### [Extracted material]

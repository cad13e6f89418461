//! Trackable-resource (TRES) list parsing.
//!
//! Accounting output carries resource usage as comma-joined `name=value`
//! lists, e.g. "cpu=00:03:00,fs/disk=6442450944,mem=950M,gres/gpu=2".

use crate::memory::parse_mem_bytes;
use std::collections::BTreeMap;

/// Parse a TRES list into a name -> raw value map.
///
/// Entries without an `=` are skipped; an empty field yields an empty map.
pub fn parse_tres(s: &str) -> BTreeMap<String, String> {
    let mut map = BTreeMap::new();
    for entry in s.split(',') {
        if let Some((name, value)) = entry.split_once('=') {
            let name = name.trim();
            if !name.is_empty() {
                map.insert(name.to_string(), value.trim().to_string());
            }
        }
    }
    map
}

/// Numeric counter from a TRES map (e.g. "gres/gpu", "node").
pub fn tres_count(map: &BTreeMap<String, String>, name: &str) -> Option<u64> {
    map.get(name).and_then(|v| v.parse().ok())
}

/// Byte-valued entry from a TRES map (e.g. "fs/disk", "mem").
///
/// Values appear both as bare byte counts and with unit suffixes.
pub fn tres_bytes(map: &BTreeMap<String, String>, name: &str) -> Option<u64> {
    map.get(name).and_then(|v| parse_mem_bytes(v))
}
//! Live-stats source: real-time counters for steps still executing.
//!
//! Accounting lags behind for a running step; only this source exposes the
//! in-progress peaks.

use crate::types::{StepId, split_row_id};
use jobscope_parsers::{SourceError, capture_stdout_lenient};
use std::collections::BTreeMap;
use tokio::process::Command;

/// Live-stats fields, pipe-delimited in row order. `JobID` stays first for
/// row selection.
pub const LIVE_FIELDS: &[&str] = &[
    "JobID",
    "MaxRSS",
    "MaxRSSNode",
    "MaxRSSTask",
    "MaxDiskRead",
    "MaxDiskReadNode",
    "MaxDiskReadTask",
    "MaxDiskWrite",
    "MaxDiskWriteNode",
    "MaxDiskWriteTask",
    "TRESUsageInTot",
    "TRESUsageOutTot",
];

/// One live-stats row for a currently-running step.
#[derive(Debug, Clone)]
pub struct LiveRecord {
    pub step: Option<StepId>,
    /// Field name -> raw value, keyed by [`LIVE_FIELDS`].
    pub fields: BTreeMap<String, String>,
}

impl LiveRecord {
    pub fn get(&self, name: &str) -> Option<&str> {
        self.fields.get(name).map(String::as_str)
    }
}

/// Query live statistics for one job id.
///
/// The command exits non-zero when the job has no running steps or belongs
/// to another user; both mean "no live data", so the lenient runner is used
/// and empty output yields an empty record set.
pub async fn query_live(job_id: &str) -> Result<Vec<LiveRecord>, SourceError> {
    let mut cmd = Command::new("sstat");
    cmd.args([
        "-a",
        "-n",
        "-p",
        "-j",
        job_id,
        "--format",
        &LIVE_FIELDS.join(","),
    ]);

    let stdout = capture_stdout_lenient(&mut cmd, "sstat").await?;
    Ok(parse_live_output(&stdout, job_id))
}

/// Parse pipe-delimited live-stats lines, keeping rows for `job_id`.
pub fn parse_live_output(output: &str, job_id: &str) -> Vec<LiveRecord> {
    let mut records = Vec::new();

    for line in output.lines() {
        // -p terminates the row with one extra delimiter; empty trailing
        // fields must survive, so exactly one is stripped
        let line = line.trim_end();
        let line = line.strip_suffix('|').unwrap_or(line);
        if line.is_empty() {
            continue;
        }

        let values: Vec<&str> = line.split('|').collect();
        if values.len() != LIVE_FIELDS.len() {
            tracing::warn!(
                expected = LIVE_FIELDS.len(),
                got = values.len(),
                "skipping malformed live-stats row"
            );
            continue;
        }

        let (base, step) = split_row_id(values[0]);
        if base != job_id {
            continue;
        }

        let fields = LIVE_FIELDS
            .iter()
            .map(|name| name.to_string())
            .zip(values.iter().map(|v| v.to_string()))
            .collect();

        records.push(LiveRecord { step, fields });
    }

    records
}

#[cfg(test)]
mod tests {
    use super::*;

    fn row(id: &str, rss: &str) -> String {
        let mut fields = vec![id.to_string(), rss.to_string()];
        fields.resize(LIVE_FIELDS.len(), String::new());
        format!("{}|", fields.join("|"))
    }

    #[test]
    fn test_parse_selects_job_rows() {
        let text = [row("123.batch", "950M"), row("456.batch", "1G")].join("\n");
        let records = parse_live_output(&text, "123");
        assert_eq!(records.len(), 1);
        assert_eq!(records[0].step, Some(StepId::Batch));
        assert_eq!(records[0].get("MaxRSS"), Some("950M"));
    }

    #[test]
    fn test_parse_empty_output() {
        assert!(parse_live_output("", "123").is_empty());
        assert!(parse_live_output("\n\n", "123").is_empty());
    }

    #[test]
    fn test_parse_numbered_step() {
        let text = row("123.0", "10M");
        let records = parse_live_output(&text, "123");
        assert_eq!(records[0].step, Some(StepId::Numbered(0)));
    }
}
//! Accounting-history source: one row per job plus one per step.

use crate::types::{StepId, split_row_id};
use jobscope_parsers::{FIELD_SENTINEL_STR, SourceError, capture_stdout_raw, split_sentinel};
use std::collections::BTreeMap;
use tokio::process::Command;

/// Accounting fields requested from the history source, in row order.
///
/// The first field must stay `JobID`: row selection keys on it.
pub const ACCT_FIELDS: &[&str] = &[
    "JobID",
    "JobName",
    "User",
    "Partition",
    "State",
    "Submit",
    "Start",
    "End",
    "Timelimit",
    "Elapsed",
    "NNodes",
    "NodeList",
    "AllocCPUS",
    "NTasks",
    "TotalCPU",
    "UserCPU",
    "SystemCPU",
    "ReqMem",
    "MaxRSS",
    "MaxRSSNode",
    "MaxRSSTask",
    "MaxDiskRead",
    "MaxDiskReadNode",
    "MaxDiskReadTask",
    "MaxDiskWrite",
    "MaxDiskWriteNode",
    "MaxDiskWriteTask",
    "TRESUsageInTot",
    "TRESUsageOutTot",
    "Comment",
    "AllocTRES",
];

/// One accounting row: the job-level row (no step suffix) or a step row.
#[derive(Debug, Clone)]
pub struct AcctRecord {
    /// Row id exactly as printed, e.g. "123_4.batch".
    pub raw_id: String,
    /// Step suffix; None marks the job-level row.
    pub step: Option<StepId>,
    /// Field name -> raw value, keyed by [`ACCT_FIELDS`].
    pub fields: BTreeMap<String, String>,
}

impl AcctRecord {
    pub fn get(&self, name: &str) -> Option<&str> {
        self.fields.get(name).map(String::as_str)
    }
}

/// Query accounting history for one job id.
pub async fn query_acct(job_id: &str) -> Result<Vec<AcctRecord>, SourceError> {
    let mut cmd = Command::new("sacct");
    cmd.args([
        "-j",
        job_id,
        "--noheader",
        "-P",
        "--delimiter",
        FIELD_SENTINEL_STR,
        "--format",
        &ACCT_FIELDS.join(","),
    ]);

    let raw = capture_stdout_raw(&mut cmd, "sacct").await?;
    Ok(parse_acct_output(&raw, job_id))
}

/// Parse raw accounting output, keeping only rows belonging to `job_id`.
///
/// Rows are split on the exact sentinel byte sequence and decoded one field
/// at a time. Structurally broken rows are skipped with a warning; zero
/// matching rows is a valid, empty result.
pub fn parse_acct_output(raw: &[u8], job_id: &str) -> Vec<AcctRecord> {
    let mut records = Vec::new();

    for line in raw.split(|&b| b == b'\n') {
        let line = match line.last() {
            Some(b'\r') => &line[..line.len() - 1],
            _ => line,
        };
        if line.is_empty() {
            continue;
        }

        let values = split_sentinel(line);
        if values.len() != ACCT_FIELDS.len() {
            tracing::warn!(
                expected = ACCT_FIELDS.len(),
                got = values.len(),
                "skipping malformed accounting row"
            );
            continue;
        }

        let raw_id = values[0].clone();
        let (base, step) = split_row_id(&raw_id);
        if base != job_id {
            continue;
        }

        let fields = ACCT_FIELDS
            .iter()
            .map(|name| name.to_string())
            .zip(values)
            .collect();

        records.push(AcctRecord {
            raw_id,
            step,
            fields,
        });
    }

    records
}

### [Brief]
Take every line from the data above that holds "AcctRecord" and copy it out.

### [Task solution]
pub struct AcctRecord {
impl AcctRecord {
pub async fn query_acct(job_id: &str) -> Result<Vec<AcctRecord>, SourceError> {
pub fn parse_acct_output(raw: &[u8], job_id: &str) -> Vec<AcctRecord> {
        records.push(AcctRecord {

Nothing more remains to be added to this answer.